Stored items
========================================

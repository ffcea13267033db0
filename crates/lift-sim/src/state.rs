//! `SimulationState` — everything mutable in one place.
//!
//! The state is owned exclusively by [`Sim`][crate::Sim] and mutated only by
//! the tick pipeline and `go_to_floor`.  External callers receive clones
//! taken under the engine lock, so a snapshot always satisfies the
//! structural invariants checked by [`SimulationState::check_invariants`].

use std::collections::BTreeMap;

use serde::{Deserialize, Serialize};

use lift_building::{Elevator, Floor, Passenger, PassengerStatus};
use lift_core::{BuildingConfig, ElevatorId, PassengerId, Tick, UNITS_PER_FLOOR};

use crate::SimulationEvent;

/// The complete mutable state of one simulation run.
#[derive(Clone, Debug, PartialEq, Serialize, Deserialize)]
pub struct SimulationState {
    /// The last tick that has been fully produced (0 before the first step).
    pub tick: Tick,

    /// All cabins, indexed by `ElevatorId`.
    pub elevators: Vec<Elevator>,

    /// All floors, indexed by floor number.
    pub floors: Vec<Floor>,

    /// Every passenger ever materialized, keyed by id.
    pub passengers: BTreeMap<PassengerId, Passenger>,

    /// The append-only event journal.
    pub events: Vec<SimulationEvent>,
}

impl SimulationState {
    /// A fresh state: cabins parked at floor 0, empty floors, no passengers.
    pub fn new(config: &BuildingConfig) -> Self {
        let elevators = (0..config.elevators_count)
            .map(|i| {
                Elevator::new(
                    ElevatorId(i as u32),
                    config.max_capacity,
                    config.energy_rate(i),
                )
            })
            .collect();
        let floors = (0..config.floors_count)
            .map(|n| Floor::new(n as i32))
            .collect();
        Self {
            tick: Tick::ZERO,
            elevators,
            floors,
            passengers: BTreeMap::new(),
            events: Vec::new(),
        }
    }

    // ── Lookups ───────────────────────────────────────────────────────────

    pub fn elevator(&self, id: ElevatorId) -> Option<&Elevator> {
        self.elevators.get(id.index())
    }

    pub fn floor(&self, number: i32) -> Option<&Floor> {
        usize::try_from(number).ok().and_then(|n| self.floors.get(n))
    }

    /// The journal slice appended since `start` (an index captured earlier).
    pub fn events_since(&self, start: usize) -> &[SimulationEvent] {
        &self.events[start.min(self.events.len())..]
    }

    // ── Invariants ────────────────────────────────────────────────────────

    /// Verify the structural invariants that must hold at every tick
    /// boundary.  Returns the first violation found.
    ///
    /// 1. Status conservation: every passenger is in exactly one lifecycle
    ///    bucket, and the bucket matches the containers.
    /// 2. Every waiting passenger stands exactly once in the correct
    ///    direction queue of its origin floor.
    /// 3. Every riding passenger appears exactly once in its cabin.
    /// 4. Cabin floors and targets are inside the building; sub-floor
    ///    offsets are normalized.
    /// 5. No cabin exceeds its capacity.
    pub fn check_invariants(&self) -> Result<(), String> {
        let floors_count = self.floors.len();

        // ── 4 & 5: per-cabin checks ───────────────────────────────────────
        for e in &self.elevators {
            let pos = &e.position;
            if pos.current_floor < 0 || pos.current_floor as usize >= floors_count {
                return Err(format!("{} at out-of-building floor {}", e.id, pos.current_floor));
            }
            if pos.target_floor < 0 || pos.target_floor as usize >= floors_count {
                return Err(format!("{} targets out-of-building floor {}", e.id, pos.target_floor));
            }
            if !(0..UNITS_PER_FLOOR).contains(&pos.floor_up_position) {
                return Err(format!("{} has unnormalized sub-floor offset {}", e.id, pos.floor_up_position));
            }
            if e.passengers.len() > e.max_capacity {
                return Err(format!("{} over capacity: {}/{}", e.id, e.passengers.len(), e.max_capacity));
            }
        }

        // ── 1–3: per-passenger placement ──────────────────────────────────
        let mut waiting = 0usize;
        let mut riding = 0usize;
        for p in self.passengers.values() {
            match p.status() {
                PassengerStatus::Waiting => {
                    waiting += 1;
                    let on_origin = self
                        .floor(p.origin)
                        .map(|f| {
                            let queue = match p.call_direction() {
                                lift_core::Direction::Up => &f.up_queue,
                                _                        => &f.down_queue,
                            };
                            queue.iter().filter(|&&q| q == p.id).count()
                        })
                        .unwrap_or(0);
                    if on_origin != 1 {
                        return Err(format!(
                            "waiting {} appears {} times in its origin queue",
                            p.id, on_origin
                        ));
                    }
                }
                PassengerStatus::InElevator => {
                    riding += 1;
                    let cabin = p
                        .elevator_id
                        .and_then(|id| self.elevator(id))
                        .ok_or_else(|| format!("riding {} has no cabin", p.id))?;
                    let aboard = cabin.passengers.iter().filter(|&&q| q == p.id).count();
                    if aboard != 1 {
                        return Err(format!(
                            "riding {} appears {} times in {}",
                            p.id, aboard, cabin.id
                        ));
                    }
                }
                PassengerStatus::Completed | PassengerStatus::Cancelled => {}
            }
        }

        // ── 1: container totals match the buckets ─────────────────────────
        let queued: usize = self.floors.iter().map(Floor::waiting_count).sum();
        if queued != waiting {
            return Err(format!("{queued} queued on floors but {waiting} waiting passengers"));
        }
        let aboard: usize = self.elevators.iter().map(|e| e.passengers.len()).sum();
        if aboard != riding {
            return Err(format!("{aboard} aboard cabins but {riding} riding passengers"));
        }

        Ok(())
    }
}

========================================

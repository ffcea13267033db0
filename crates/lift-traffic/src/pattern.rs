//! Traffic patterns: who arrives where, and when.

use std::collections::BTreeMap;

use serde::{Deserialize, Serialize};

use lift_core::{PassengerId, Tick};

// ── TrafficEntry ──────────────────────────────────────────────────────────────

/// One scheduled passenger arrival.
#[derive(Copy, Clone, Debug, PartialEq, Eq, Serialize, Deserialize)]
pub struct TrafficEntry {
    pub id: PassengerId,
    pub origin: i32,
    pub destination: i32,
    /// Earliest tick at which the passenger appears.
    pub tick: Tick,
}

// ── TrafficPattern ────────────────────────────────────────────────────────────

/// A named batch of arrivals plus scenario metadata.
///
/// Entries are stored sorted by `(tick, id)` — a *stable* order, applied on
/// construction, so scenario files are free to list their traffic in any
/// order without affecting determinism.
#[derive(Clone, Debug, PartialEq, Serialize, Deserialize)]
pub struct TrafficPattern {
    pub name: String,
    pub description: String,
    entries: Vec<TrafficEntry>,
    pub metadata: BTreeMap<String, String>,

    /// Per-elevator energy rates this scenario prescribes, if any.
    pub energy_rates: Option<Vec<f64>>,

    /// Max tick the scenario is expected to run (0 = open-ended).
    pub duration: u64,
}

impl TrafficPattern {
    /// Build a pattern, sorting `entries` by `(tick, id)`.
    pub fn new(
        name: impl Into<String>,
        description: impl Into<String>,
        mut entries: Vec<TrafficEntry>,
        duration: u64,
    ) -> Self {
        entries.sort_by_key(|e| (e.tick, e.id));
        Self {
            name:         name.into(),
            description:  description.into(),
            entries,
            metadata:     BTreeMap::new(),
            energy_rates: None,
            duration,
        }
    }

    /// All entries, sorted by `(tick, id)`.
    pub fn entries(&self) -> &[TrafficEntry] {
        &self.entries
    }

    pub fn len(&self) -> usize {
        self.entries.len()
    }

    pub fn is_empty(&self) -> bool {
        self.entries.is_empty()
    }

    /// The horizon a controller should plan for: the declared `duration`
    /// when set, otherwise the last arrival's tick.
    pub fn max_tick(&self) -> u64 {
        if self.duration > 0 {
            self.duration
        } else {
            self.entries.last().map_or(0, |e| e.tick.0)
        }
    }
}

========================================

Scan the entries for the word "description". Report each line that has it.

RESULT FOR THIS EXERCISE>
    pub description: String,
        description: impl Into<String>,
            description:  description.into(),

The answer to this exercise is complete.